When Jesus healed the sick, whose work did he triumph over, that of God or that of the devil? Now be careful how you answer or your religion may collapse. If it was over God's, he changed God's will and God then is not the same yesterday, today, and forever. But happily it was the devil over whom he triumphed.
Some believe the Bible is all inspired, even to the covers. We believe that if God had dictated the Bible, He would have done it better and would not have made any contradictions or mistakes such as were made. All through the ages there have been men who have lived close to God, and they have given in the Scriptures their understanding of God, divine law, et cetera.
The power of mind over matter is immeasurable. Caesar might have had a steamship; Napoleon an automobile; Abraham a sewing machine, if they had only thought right. Thought would have given them these things as soon as they could have been made. But they did not have the right kind of thought.
Seventy-five per cent of all the people ever sick would recover spontaneously if they were let alone.

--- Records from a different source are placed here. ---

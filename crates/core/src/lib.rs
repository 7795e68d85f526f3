//! Value types shared by the checkout model and its wire codec.
//!
//! This crate contains **pure domain** primitives (no XML, no transport concerns).

pub mod error;
pub mod id;
pub mod money;
pub mod units;
pub mod value_object;

pub use error::{DomainError, DomainResult};
pub use id::{GoogleOrderNumber, SerialNumber};
pub use money::Money;
pub use units::{Dimension, Weight};
pub use value_object::ValueObject;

A few years ago a woman in Texas was killed by having a folding-bed fold up on her while she was asleep. At a memorial service held by friends and relatives a set of resolutions were adopted which began in this manner: Whereas God, in His inscrutable wisdom, et cetera: Therefore, be it resolved that we bow in reconciliation to His divine will, et cetera. And a few days later they filed suit in the Circuit Court against the manufacturer of the folding bed and wanted damages for something which they had said God had done in His inscrutable wisdom. Christian Science denounces any such doctrine or belief as that.
Mr. Kimball paid a high tribute in conclusion to Mrs. Eddy, the Discoverer and Founder of Christian Science. He said there was no just reason why a woman should not know right and appreciate it just as quickly as a man. Nothing, he said, is superior to a splendid woman, and he characterized Mrs. Eddy as the most splendid woman he knew. He said she was honest, sincere, modest, brave, pure, and high-minded and she bore all the vile and malignant slurs cast at her with a patience and fortitude similar to that in which Christ endured those of his revilers.
[Synopsis of lecture delivered in Jacksonville, Illinois, and published in The Jacksonville Courier of Jacksonville, Dec. 15, 1902. This is the sixth of 18 lectures featured in the book Lectures and Articles on Christian Science by Edward A. Kimball.]